▶ **Exercise description**
Could you work out how many lines of the material below hold "args"? Only the number is needed.

▶ **Records for processing**
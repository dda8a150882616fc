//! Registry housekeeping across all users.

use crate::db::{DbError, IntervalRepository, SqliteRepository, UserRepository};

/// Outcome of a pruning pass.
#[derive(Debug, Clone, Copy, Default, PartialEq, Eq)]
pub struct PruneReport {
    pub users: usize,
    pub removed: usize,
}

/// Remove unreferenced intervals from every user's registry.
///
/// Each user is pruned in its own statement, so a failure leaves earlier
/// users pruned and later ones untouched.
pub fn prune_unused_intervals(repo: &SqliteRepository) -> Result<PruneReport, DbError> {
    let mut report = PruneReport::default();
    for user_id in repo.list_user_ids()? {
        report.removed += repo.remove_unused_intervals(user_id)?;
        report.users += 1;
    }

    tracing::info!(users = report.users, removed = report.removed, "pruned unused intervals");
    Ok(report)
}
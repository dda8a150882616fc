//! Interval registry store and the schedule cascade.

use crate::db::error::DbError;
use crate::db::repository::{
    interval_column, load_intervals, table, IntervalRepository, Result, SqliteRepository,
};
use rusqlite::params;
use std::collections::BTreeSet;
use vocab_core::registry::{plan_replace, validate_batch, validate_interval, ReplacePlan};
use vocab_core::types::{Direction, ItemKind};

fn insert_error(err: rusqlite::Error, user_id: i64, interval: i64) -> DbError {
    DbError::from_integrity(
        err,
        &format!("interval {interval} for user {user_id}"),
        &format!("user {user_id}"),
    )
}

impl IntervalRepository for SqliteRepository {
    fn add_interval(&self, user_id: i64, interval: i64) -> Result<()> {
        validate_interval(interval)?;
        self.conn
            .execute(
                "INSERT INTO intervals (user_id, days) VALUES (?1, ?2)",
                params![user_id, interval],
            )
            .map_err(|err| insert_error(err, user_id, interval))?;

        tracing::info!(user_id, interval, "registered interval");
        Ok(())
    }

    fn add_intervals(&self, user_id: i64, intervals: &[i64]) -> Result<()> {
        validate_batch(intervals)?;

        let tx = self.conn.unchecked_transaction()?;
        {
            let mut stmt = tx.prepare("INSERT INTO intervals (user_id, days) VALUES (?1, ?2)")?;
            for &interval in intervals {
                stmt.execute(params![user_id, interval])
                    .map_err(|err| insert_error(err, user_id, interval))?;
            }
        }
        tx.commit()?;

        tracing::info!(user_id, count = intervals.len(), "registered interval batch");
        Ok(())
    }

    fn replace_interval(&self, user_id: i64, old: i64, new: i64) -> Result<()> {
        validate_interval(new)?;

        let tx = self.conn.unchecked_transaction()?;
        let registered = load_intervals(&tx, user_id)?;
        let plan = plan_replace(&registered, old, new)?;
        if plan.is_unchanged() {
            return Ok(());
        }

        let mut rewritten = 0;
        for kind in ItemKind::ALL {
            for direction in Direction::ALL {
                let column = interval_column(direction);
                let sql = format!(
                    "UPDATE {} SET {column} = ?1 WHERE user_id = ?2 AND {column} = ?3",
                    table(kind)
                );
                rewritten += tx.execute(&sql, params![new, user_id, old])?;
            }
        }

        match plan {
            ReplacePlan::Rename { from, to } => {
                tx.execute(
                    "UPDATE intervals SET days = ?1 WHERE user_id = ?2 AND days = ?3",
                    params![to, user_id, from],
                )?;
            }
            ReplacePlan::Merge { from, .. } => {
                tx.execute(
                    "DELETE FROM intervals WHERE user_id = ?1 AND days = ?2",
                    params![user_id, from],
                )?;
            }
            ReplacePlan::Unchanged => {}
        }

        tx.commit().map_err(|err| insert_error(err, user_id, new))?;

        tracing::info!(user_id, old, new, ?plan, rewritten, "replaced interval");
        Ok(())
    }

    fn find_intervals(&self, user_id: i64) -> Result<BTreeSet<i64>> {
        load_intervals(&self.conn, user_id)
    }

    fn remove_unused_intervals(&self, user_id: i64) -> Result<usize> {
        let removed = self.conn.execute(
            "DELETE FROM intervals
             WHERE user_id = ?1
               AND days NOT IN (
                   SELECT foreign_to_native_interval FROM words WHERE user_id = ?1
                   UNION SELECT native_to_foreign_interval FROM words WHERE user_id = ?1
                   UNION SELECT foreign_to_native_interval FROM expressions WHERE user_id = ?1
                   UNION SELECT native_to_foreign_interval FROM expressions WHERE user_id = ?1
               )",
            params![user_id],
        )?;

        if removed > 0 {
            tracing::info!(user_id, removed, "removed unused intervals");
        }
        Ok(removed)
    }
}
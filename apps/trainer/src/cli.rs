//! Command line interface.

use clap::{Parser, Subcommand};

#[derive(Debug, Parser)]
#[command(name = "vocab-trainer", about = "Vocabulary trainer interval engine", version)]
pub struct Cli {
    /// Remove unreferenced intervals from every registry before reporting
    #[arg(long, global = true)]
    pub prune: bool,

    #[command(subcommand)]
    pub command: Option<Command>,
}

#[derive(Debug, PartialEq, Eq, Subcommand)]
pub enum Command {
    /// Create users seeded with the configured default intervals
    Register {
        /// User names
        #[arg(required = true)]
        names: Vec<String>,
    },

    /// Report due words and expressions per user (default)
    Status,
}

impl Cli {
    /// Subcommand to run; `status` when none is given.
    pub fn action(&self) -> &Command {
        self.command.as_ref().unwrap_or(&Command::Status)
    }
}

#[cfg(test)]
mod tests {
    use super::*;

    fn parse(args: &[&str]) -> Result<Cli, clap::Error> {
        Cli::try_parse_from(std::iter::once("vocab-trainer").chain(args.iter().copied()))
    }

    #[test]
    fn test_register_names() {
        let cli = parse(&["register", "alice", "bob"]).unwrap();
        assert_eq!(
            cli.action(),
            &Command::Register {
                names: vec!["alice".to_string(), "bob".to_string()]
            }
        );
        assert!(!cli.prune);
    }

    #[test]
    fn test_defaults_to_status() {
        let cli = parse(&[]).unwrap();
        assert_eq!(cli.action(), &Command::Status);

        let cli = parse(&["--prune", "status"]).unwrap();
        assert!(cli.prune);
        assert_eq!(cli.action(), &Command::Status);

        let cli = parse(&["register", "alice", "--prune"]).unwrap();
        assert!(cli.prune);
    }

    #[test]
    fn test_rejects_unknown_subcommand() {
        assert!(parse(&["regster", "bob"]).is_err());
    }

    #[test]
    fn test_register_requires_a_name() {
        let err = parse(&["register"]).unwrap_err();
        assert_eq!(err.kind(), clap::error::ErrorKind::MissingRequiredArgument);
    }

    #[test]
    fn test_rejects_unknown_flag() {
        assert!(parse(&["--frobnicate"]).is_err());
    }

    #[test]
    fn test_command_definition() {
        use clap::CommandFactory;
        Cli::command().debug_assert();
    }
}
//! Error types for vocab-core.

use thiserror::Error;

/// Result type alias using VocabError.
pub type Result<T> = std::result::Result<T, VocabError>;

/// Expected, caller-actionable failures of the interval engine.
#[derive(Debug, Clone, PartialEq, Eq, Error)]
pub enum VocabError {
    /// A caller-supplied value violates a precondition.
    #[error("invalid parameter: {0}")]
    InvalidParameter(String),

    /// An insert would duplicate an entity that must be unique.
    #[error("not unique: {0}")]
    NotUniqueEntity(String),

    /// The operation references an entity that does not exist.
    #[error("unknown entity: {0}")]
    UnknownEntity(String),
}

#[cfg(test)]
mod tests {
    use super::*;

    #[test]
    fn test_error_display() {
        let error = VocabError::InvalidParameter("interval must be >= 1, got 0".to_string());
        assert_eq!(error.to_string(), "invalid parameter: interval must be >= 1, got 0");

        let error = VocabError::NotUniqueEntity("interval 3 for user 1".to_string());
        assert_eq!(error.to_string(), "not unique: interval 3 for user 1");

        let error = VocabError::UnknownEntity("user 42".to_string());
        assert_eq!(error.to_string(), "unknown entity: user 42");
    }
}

▶ **Problem solution**
2